Now a third transition of the web is well underway. While still a source for information and transactions, it has become very social. Many-to-many conversations and collaborations take place online. Everyone is a content consumer and a content creator. And the tools to do all of this keep getting easier and easier to use. Where we will go next is anyone’s guess, but for sure, we’re not done.

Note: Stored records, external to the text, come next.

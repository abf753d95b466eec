use chrono::{Duration, TimeZone, Utc};

use moneta_common::{Amount, CurrencyKey, PageRequest};
use moneta_invoice::{InvoiceError, InvoiceKind, InvoiceStatus, InvoiceTracker};
use moneta_ledger::{AccountLedger, AccountType, MutationKind};
use moneta_store::Store;

fn usdt() -> CurrencyKey {
    CurrencyKey::new(
        "eip155:1",
        "eip155:1/erc20:0xdac17f958d2ee523a2206206994597c13d831ec7",
    )
    .unwrap()
}

fn setup(dir: &tempfile::TempDir) -> (InvoiceTracker, AccountLedger) {
    let store = Store::open(dir.path()).unwrap();
    let tracker = InvoiceTracker::new(store.clone()).unwrap();
    let ledger = AccountLedger::new(store).unwrap();
    (tracker, ledger)
}

#[tokio::test]
async fn large_invoice_without_due_date_starts_pending() {
    let dir = tempfile::tempdir().unwrap();
    let (tracker, _) = setup(&dir);

    let invoice = tracker
        .create_invoice(
            "user-1",
            &usdt(),
            Amount::parse("10000000000").unwrap(),
            "0xdeposit",
            "m/44'/60'/0'/0/7",
            InvoiceKind::LoanCollateral,
            Utc::now(),
            None,
        )
        .await
        .unwrap();

    assert_eq!(invoice.status, InvoiceStatus::Pending);
    assert_eq!(invoice.paid_amount, Amount::zero());
    assert!(invoice.due_date.is_none());

    // A payment covering the full amount does not, by itself, change status.
    tracker
        .record_payment(&invoice.id, "0xhash1", Amount::parse("10000000000").unwrap(), Utc::now())
        .await
        .unwrap();
    let details = tracker.view_details(&invoice.id).await.unwrap();
    assert_eq!(details.invoice.status, InvoiceStatus::Pending);
    assert_eq!(
        details.invoice.paid_amount,
        Amount::parse("10000000000").unwrap()
    );
    assert_eq!(details.payments.len(), 1);
}

#[tokio::test]
async fn unknown_invoice_fails_not_found() {
    let dir = tempfile::tempdir().unwrap();
    let (tracker, _) = setup(&dir);

    let err = tracker.view_details("missing").await.unwrap_err();
    assert!(matches!(err, InvoiceError::NotFound(_)));

    let err = tracker
        .update_status("missing", InvoiceStatus::Paid, None, None)
        .await
        .unwrap_err();
    assert!(matches!(err, InvoiceError::NotFound(_)));
}

#[tokio::test]
async fn status_lifecycle_is_monotonic() {
    let dir = tempfile::tempdir().unwrap();
    let (tracker, _) = setup(&dir);

    let invoice = tracker
        .create_invoice(
            "user-1",
            &usdt(),
            Amount::parse("5000").unwrap(),
            "0xdeposit",
            "m/44'/60'/0'/0/1",
            InvoiceKind::LoanRepayment,
            Utc::now(),
            Some(Utc::now() + Duration::days(7)),
        )
        .await
        .unwrap();

    tracker
        .update_status(&invoice.id, InvoiceStatus::PartiallyPaid, None, None)
        .await
        .unwrap();
    tracker
        .update_status(&invoice.id, InvoiceStatus::Paid, None, None)
        .await
        .unwrap();

    // Paid is terminal: expiring it must fail.
    let err = tracker
        .expire_invoice(&invoice.id, Utc::now())
        .await
        .unwrap_err();
    assert!(matches!(err, InvoiceError::InvalidTransition { .. }));

    // And a terminal invoice cannot go back to an earlier state.
    let err = tracker
        .update_status(&invoice.id, InvoiceStatus::Overdue, None, None)
        .await
        .unwrap_err();
    assert!(matches!(err, InvoiceError::InvalidTransition { .. }));
}

#[tokio::test]
async fn expiry_sweep_expires_only_overdue_active_invoices() {
    let dir = tempfile::tempdir().unwrap();
    let (tracker, _) = setup(&dir);
    let issued = Utc.with_ymd_and_hms(2024, 4, 1, 12, 0, 0).unwrap();

    let overdue = tracker
        .create_invoice(
            "user-1",
            &usdt(),
            Amount::parse("100").unwrap(),
            "0xa",
            "m/0",
            InvoiceKind::LoanCollateral,
            issued,
            Some(issued + Duration::days(1)),
        )
        .await
        .unwrap();
    let not_due = tracker
        .create_invoice(
            "user-1",
            &usdt(),
            Amount::parse("100").unwrap(),
            "0xb",
            "m/1",
            InvoiceKind::LoanCollateral,
            issued,
            Some(issued + Duration::days(30)),
        )
        .await
        .unwrap();
    let no_due_date = tracker
        .create_invoice(
            "user-1",
            &usdt(),
            Amount::parse("100").unwrap(),
            "0xc",
            "m/2",
            InvoiceKind::LoanCollateral,
            issued,
            None,
        )
        .await
        .unwrap();

    let as_of = issued + Duration::days(3);
    let listed = tracker
        .list_active_but_expired(as_of, PageRequest::first(10))
        .await
        .unwrap();
    assert_eq!(listed.total_count, 1);
    assert_eq!(listed.items[0].id, overdue.id);

    let count = tracker.sweep_expired(as_of).await.unwrap();
    assert_eq!(count, 1);

    let expired = tracker.view_details(&overdue.id).await.unwrap().invoice;
    assert_eq!(expired.status, InvoiceStatus::Expired);
    assert_eq!(expired.expired_date, Some(as_of));

    for id in [&not_due.id, &no_due_date.id] {
        let invoice = tracker.view_details(id).await.unwrap().invoice;
        assert_eq!(invoice.status, InvoiceStatus::Pending);
    }

    // Second sweep finds nothing left.
    assert_eq!(tracker.sweep_expired(as_of).await.unwrap(), 0);
}

#[tokio::test]
async fn settle_payment_posts_ledger_mutation_and_moves_status() {
    let dir = tempfile::tempdir().unwrap();
    let (tracker, ledger) = setup(&dir);

    let invoice = tracker
        .create_invoice(
            "user-9",
            &usdt(),
            Amount::parse("1000").unwrap(),
            "0xdeposit",
            "m/44'/60'/0'/0/2",
            InvoiceKind::LoanCollateral,
            Utc::now(),
            Some(Utc::now() + Duration::days(7)),
        )
        .await
        .unwrap();

    let after_partial = tracker
        .settle_payment(&ledger, &invoice.id, "0xh1", Amount::parse("400").unwrap(), Utc::now())
        .await
        .unwrap();
    assert_eq!(after_partial.status, InvoiceStatus::PartiallyPaid);

    let after_full = tracker
        .settle_payment(&ledger, &invoice.id, "0xh2", Amount::parse("600").unwrap(), Utc::now())
        .await
        .unwrap();
    assert_eq!(after_full.status, InvoiceStatus::Paid);

    let accounts = ledger.get_balances("user-9").await.unwrap();
    assert_eq!(accounts.len(), 1);
    assert_eq!(accounts[0].account_type, AccountType::Collateral);
    assert_eq!(accounts[0].balance, Amount::parse("1000").unwrap());

    let history = ledger
        .get_transaction_history(
            &accounts[0].id,
            moneta_ledger::HistoryFilter::default(),
            PageRequest::first(10),
        )
        .await
        .unwrap();
    assert_eq!(history.total_count, 2);
    assert!(history
        .items
        .iter()
        .all(|m| m.kind == MutationKind::InvoiceReceived && m.links.invoice_id.as_deref() == Some(invoice.id.as_str())));
}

The size and power of the Internet

As the Internet moves in new directions and further into our lives and our work, we often take its enormous influence for granted. How big and powerful is it, really? It’s not something that can easily be put into words. Fortunately, the web provides its own answers. Infographics, like this one, can help. Here are some more interesting (and fun) sites that help put it all in perspective:

Cautions

While we’ve become accustomed to the Internet, it’s worth being reminded from time to time how amazing it all really is. The future of the web looks bright, but it’s not completely rosy. Bruce Schneier’s excellent commentary about how we must pro-actively shape the Internet’s future, and Bridget Shirvell’s Fifteen Predictions for the Future of the Internet, include both positive and negative consequences of the growing web. Also, the continuing debate over “net neutrality” may have serious implications for web access, including eLearning (especially for public and higher education). Food for thought.

It can be overwhelming

There is so much information online, it’s assuredly more than we, as a society, let alone us in eLearning in our little corner of the world, can ever fully handle. So how will we use the infinite power of the web—power that no one is precisely sure how to harness completely and safely—to bring the right knowledge to the right people, at the right place and time, and at the right level of detail, without drowning in it all? It’s our #1 challenge, I believe.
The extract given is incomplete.